Yahoo recently made a small fortune by selling $8 billion of stock in Alibaba last week, and “activist investors” Starboard Value– you remember them from the stories of the group’s 300-slide PowerPoint detailing Olive Garden’s pitfalls –thinks that some of this money, at least, should be used to acquire AOL.
Now, in case you just did a double-take reading that, consider this: it’s not all that insane an idea. In fact, it’s one that has been proposed and negotiated, ad nauseam, since Tim Armstrong took over AOL a few years back, and it was separated from then-parent Time Warner. AOL has made considerable improvements to their display advertising business; it dropped Patch, which caused nothing but trouble for the company; and they are righting the ship with the Huffington Post, which only became unprofitable after being acquired by AOL. Each of these alone is more than Yahoo’s accomplished in recent memory– combined, they make AOL look like a Google by comparison.

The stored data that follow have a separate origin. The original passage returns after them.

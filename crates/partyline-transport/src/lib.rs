//! Transport layer for Partyline.
//!
//! Provides the [`Connection`] trait that abstracts over a message-oriented
//! duplex socket, a WebSocket client implementation, and [`RpcConnection`],
//! the adapter that binds one [`RpcEngine`](partyline_rpc::RpcEngine) to one
//! connection for the connection's whole lifetime.
//!
//! # Feature Flags
//!
//! - `websocket` (default): WebSocket client via `tokio-tungstenite`
//! - `rustls`: `wss://` support through rustls with webpki roots

mod adapter;
mod error;
mod location;
pub mod memory;
#[cfg(feature = "websocket")]
mod websocket;

pub use adapter::{ConnectionConfig, ConnectionObserver, RpcConnection};
pub use error::TransportError;
pub use location::build_location;
#[cfg(feature = "websocket")]
pub use websocket::WebSocketConnection;

use std::fmt;
use std::future::Future;
use std::sync::atomic::{AtomicU64, Ordering};

/// Counter for generating unique connection IDs.
static NEXT_CONNECTION_ID: AtomicU64 = AtomicU64::new(1);

/// Opaque identifier for a connection, used in log fields.
#[derive(Debug, Clone, Copy, PartialEq, Eq, Hash)]
pub struct ConnectionId(u64);

impl ConnectionId {
    /// Creates a new `ConnectionId` from a raw `u64`.
    pub fn new(id: u64) -> Self {
        Self(id)
    }

    /// Allocates the next process-wide unique id.
    pub fn next() -> Self {
        Self(NEXT_CONNECTION_ID.fetch_add(1, Ordering::Relaxed))
    }

    /// Returns the underlying `u64` value.
    pub fn into_inner(self) -> u64 {
        self.0
    }
}

impl fmt::Display for ConnectionId {
    fn fmt(&self, f: &mut fmt::Formatter<'_>) -> fmt::Result {
        write!(f, "conn-{}", self.0)
    }
}

/// Close status code for a normal, intentional close.
pub const CLOSE_NORMAL: u16 = 1000;

/// Close status code used when the connection ended without a close frame.
pub const CLOSE_ABNORMAL: u16 = 1006;

/// How and why a connection ended.
#[derive(Debug, Clone, PartialEq, Eq)]
pub struct CloseInfo {
    /// WebSocket-style status code.
    pub code: u16,
    /// Human-readable reason. May be empty.
    pub reason: String,
    /// `true` when the peer (or the network) ended the connection,
    /// `false` when we closed it ourselves.
    pub remote: bool,
}

impl CloseInfo {
    /// A close initiated by the remote side.
    pub fn remote(code: u16, reason: impl Into<String>) -> Self {
        Self {
            code,
            reason: reason.into(),
            remote: true,
        }
    }

    /// A close initiated locally.
    pub fn local(code: u16, reason: impl Into<String>) -> Self {
        Self {
            code,
            reason: reason.into(),
            remote: false,
        }
    }
}

/// What a [`Connection`] yields when read.
#[derive(Debug, Clone, PartialEq, Eq)]
pub enum Incoming {
    /// One complete message frame.
    Frame(Vec<u8>),
    /// The connection is over. No further reads will succeed.
    Closed(CloseInfo),
}

/// A single message-oriented duplex connection.
///
/// The methods return `Send` futures so a connection can be driven from a
/// spawned task regardless of its concrete type. Implementations may still
/// use `async fn` in the `impl` block.
pub trait Connection: Send + Sync + 'static {
    /// Sends one message frame to the peer.
    fn send(&self, data: &[u8]) -> impl Future<Output = Result<(), TransportError>> + Send;

    /// Receives the next message frame, or the close that ended the
    /// connection.
    ///
    /// Must be cancel-safe: the driver races it against outbound frames.
    fn recv(&self) -> impl Future<Output = Result<Incoming, TransportError>> + Send;

    /// Starts a close handshake with the given status code and reason.
    fn close(
        &self,
        code: u16,
        reason: &str,
    ) -> impl Future<Output = Result<(), TransportError>> + Send;

    /// Returns the unique identifier for this connection.
    fn id(&self) -> ConnectionId;
}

And, it’s not like Starboard doesn’t have a good eye for these sorts of things (I thought the Olive Garden preso was brilliant, btw): all of those positive changes I mentioned that AOL made? ALL were recommended by then-stakeholder Starboard Value.
Here’s the problem.
While Starboard undeniably has strong business sense, they certainly aren’t digital marketers. And considering that both AOL and Yahoo make a considerable portion of their revenue through advertising, that minor point may just be the reason why this merger wouldn’t be a good idea.
See, there’s a few things that neither Yahoo or AOL do very well. Email, mobile, search– you know, things that are kind of a big deal in digital advertising. AOL does content fairly decently (TechCrunch, Huffington Post as examples); Yahoo made some noise recently by breathing new life into Community…again, alone, these are great revenue drivers. But, wrapped up in a giant media conglomerate, with all of the overhead and dead-weight that comes with it (like, for instance, email, mobile, and search) doesn’t fair well for either.
Together, Yahoo and AOL would have an email product nobody uses anymore, an overall shitty mobile experience (even Yahoo’s Fantasy Sports app, a product which should be one of the company’s biggest draws, is underwhelming at best), and a search engine outsourced to Google or Bing or whomever they decided to go with.
And would that draw more ad dollars? Hardly. Where Yahoo once could rake in $20 CPMs during peak seasons, they’re lucky to get half that now. With the gradual increase in the money that digital advertisers are spending on programmatic, AOL’s Advertising.com network won’t be seeing the kind of volume or prices it once enjoyed, either. And sites like Buzzfeed and Upworthy (despite my own loathing for them) are actually kind of mastering the “content is king” theory right now– something that AOL and Yahoo would both love to say, but neither can.
Look, I don’t claim to have the slightest inclination on what could legitimately save either AOL or Yahoo from eventual collapse. Personally, I believe AOL to be better off, for the moment– but neither are particularly exciting; either to advertisers, nor to consumers. But, combining both into one giant bloated mess of an Internet company hardly seems like the reasonable next step.
What do you think? Would a Yahoo and AOL merger, and the combined drawing power, cause you to consider spending more ad dollars with them?